Nogi bolą, oj bolą
Myślę, że mam duże szanse.
Gdy miałem cyrograf już w ręku popędziłem na przystanek gdzie miał czekać na mnie Andy. Zdążył w ostatniej chwili. Gdyby pani z kiosku RUCH-u dłużej wydawałaby mu bilety ze stu procentową pewnością nie zdążyłby na ten autobus.
W górach… jak to w górach…
Nachodziliśmy się trochę…
Uzbieraliśmy trochę borówek…
…powrót do domu.
Środa
Powtórka z rozrywki z niespodzianką czyli Wielka Puszcza… spacerki po górkach… borówki… i…
BURZA, na którą nie byliśmy przygotowani. Na szczęście w porę schroniliśmy się pod jedną z kapliczek wybudowaną w lesie, spod której wypływa źródełko. Woda z tego źródełka czyni cuda… przynajmniej tak mówią. Zresztą sama kapliczka została wybudowana chyba po tym jak zauważono, że woda z tego źródełka ma „cudowne właściwości. Z doświadczenia muszę powiedzieć, że coś w tym jest. Sama kapliczka uwieczniona została na zdjęciach, które opublikowałem porę notek wcześniej. Zresztą takie właściwości ma też inne źródełko usytuowane na tym samym stoku, stoku Złotej Górki.
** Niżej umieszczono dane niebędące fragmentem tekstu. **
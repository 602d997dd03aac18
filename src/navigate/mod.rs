//! Navigate module
//!
//! Resolves client-supplied paths against the working directory and
//! handles directory changes.

mod operations;
pub mod path;

// Re-export public types and functions
pub use operations::{change_directory, change_to_parent};
pub use path::{FtpPath, PATH_CAPACITY, resolve};
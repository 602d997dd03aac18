//! Authentication validator
//!
//! Checks the USER and PASS lines of the login handshake. Matching is
//! exact and case-sensitive.

use super::credentials::Credentials;
use crate::error::AuthError;
use crate::protocol::Command;

/// Validates the line expected while waiting for a username.
pub fn validate_user(credentials: &Credentials, command: &Command<'_>) -> Result<(), AuthError> {
    if command.verb != "USER" {
        return Err(AuthError::UnexpectedCommand {
            expected: "USER",
            received: command.verb.clone(),
        });
    }
    if command.arg() != credentials.username() {
        return Err(AuthError::UserNotFound(command.arg().to_string()));
    }
    Ok(())
}

/// Validates the line expected while waiting for a password.
pub fn validate_password(
    credentials: &Credentials,
    command: &Command<'_>,
) -> Result<(), AuthError> {
    if command.verb != "PASS" {
        return Err(AuthError::UnexpectedCommand {
            expected: "PASS",
            received: command.verb.clone(),
        });
    }
    if command.arg() != credentials.password() {
        return Err(AuthError::InvalidPassword);
    }
    Ok(())
}

/// Reply line for a rejected login step.
pub fn auth_failure_reply(err: &AuthError) -> &'static str {
    match err {
        AuthError::UnexpectedCommand { .. } => "500 Syntax error",
        AuthError::UserNotFound(_) => "530 user not found",
        AuthError::InvalidPassword => "530 Login incorrect",
    }
}
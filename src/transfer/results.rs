//! Transfer result types
//!
//! Defines the summary reported when a transfer finishes.

use std::time::Duration;

/// Bytes moved and time taken by one RETR/STOR
#[derive(Debug, Clone, Copy, PartialEq)]
pub struct TransferSummary {
    pub bytes: u64,
    pub elapsed: Duration,
}

impl TransferSummary {
    /// Throughput in kilobytes per second, absent when nothing was timed.
    pub fn rate_kbps(&self) -> Option<f64> {
        let ms = self.elapsed.as_millis();
        if ms == 0 || self.bytes == 0 {
            return None;
        }
        Some(self.bytes as f64 / ms as f64)
    }

    /// Completion reply sent on the control channel.
    pub fn reply(&self) -> String {
        match self.rate_kbps() {
            Some(rate) => format!(
                "226-File successfully transferred\r\n226 {} bytes in {} ms, {:.2} kbytes/s",
                self.bytes,
                self.elapsed.as_millis(),
                rate
            ),
            None => "226 File successfully transferred".to_string(),
        }
    }
}
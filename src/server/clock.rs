//! Time source of the engine.

use std::time::Instant;

pub trait Clock {
    fn now(&self) -> Instant;
}

/// Wall clock
#[derive(Debug, Clone, Copy, Default)]
pub struct SystemClock;

impl Clock for SystemClock {
    fn now(&self) -> Instant {
        Instant::now()
    }
}
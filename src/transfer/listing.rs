//! Directory listing formats

use crate::storage::DirEntry;

/// Placeholder timestamp used by LIST lines.
const LIST_DATE: &str = "01-01-2000  00:00AM";
/// Placeholder `modify` fact used by MLSD lines.
const MLSD_MODIFY: &str = "20000101000000";

#[derive(Debug, Clone, Copy, PartialEq, Eq)]
pub enum ListFormat {
    List,
    Nlst,
    Mlsd,
}

impl ListFormat {
    pub fn format_entry(&self, entry: &DirEntry) -> String {
        match self {
            ListFormat::List if entry.is_dir => format!("{} <DIR> {}", LIST_DATE, entry.name),
            ListFormat::List => format!("{} {} {}", LIST_DATE, entry.size, entry.name),
            ListFormat::Nlst => entry.name.clone(),
            ListFormat::Mlsd => format!(
                "Type={};Size={};modify={}; {}",
                if entry.is_dir { "dir" } else { "file" },
                entry.size,
                MLSD_MODIFY,
                entry.name
            ),
        }
    }

    /// Reply lines sent on the control channel after `count` entries.
    pub fn completion(&self, count: usize) -> String {
        match self {
            ListFormat::Mlsd => format!("226-options: -a -l\r\n226 {} matches total", count),
            _ => format!("226 {} matches total", count),
        }
    }
}

#[cfg(test)]
mod tests {
    use super::*;

    #[test]
    fn test_list_lines() {
        assert_eq!(
            ListFormat::List.format_entry(&DirEntry::dir("music")),
            "01-01-2000  00:00AM <DIR> music"
        );
        assert_eq!(
            ListFormat::List.format_entry(&DirEntry::file("a.txt", 42)),
            "01-01-2000  00:00AM 42 a.txt"
        );
    }

    #[test]
    fn test_mlsd_and_nlst_lines() {
        assert_eq!(
            ListFormat::Mlsd.format_entry(&DirEntry::file("a.txt", 42)),
            "Type=file;Size=42;modify=20000101000000; a.txt"
        );
        assert_eq!(
            ListFormat::Mlsd.format_entry(&DirEntry::dir("d")),
            "Type=dir;Size=0;modify=20000101000000; d"
        );
        assert_eq!(ListFormat::Nlst.format_entry(&DirEntry::file("a.txt", 42)), "a.txt");
    }

    #[test]
    fn test_completion() {
        assert_eq!(ListFormat::List.completion(3), "226 3 matches total");
        assert_eq!(
            ListFormat::Mlsd.completion(0),
            "226-options: -a -l\r\n226 0 matches total"
        );
    }
}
Nad nim też wybudowano małą uroczą kapliczkę Maryjną. Podejrzewam, ze swoje właściwości woda zawdzięcza unikalnemu składowi minerałów i to nie tylko tych pospolitych, bo te dwa źródła znajdują się jak już wspomniałem na Złotej Górce a nazwa szczytu wzięła się od tego, że w zamierzchłej przeszłości wydobywano z jej wnętrza złoto. Złoża, co prawda się wyczerpały, ale… zawsze coś pozostaje.
Czwartek
Nudziłem się…
Pogoda jakaś taka ponura się zrobiła… zmobilizowała mnie do dokończenia projektu strony www dla znajomego kolekcjonera. Można ją zobaczyć >>TUTAJ<<
Piątek
Znów spędziłem w Wielkiej Puszczy. Ta okolica ma w sobie coś magicznego, co przyciąga mnie znów i znów.
Na sobotę zaplanowaliśmy grill w Międzybrodziu Bialskim z paczką znajomych z technikum, ale ostatecznie zrobiliśmy go u mnie. Było naprawdę super!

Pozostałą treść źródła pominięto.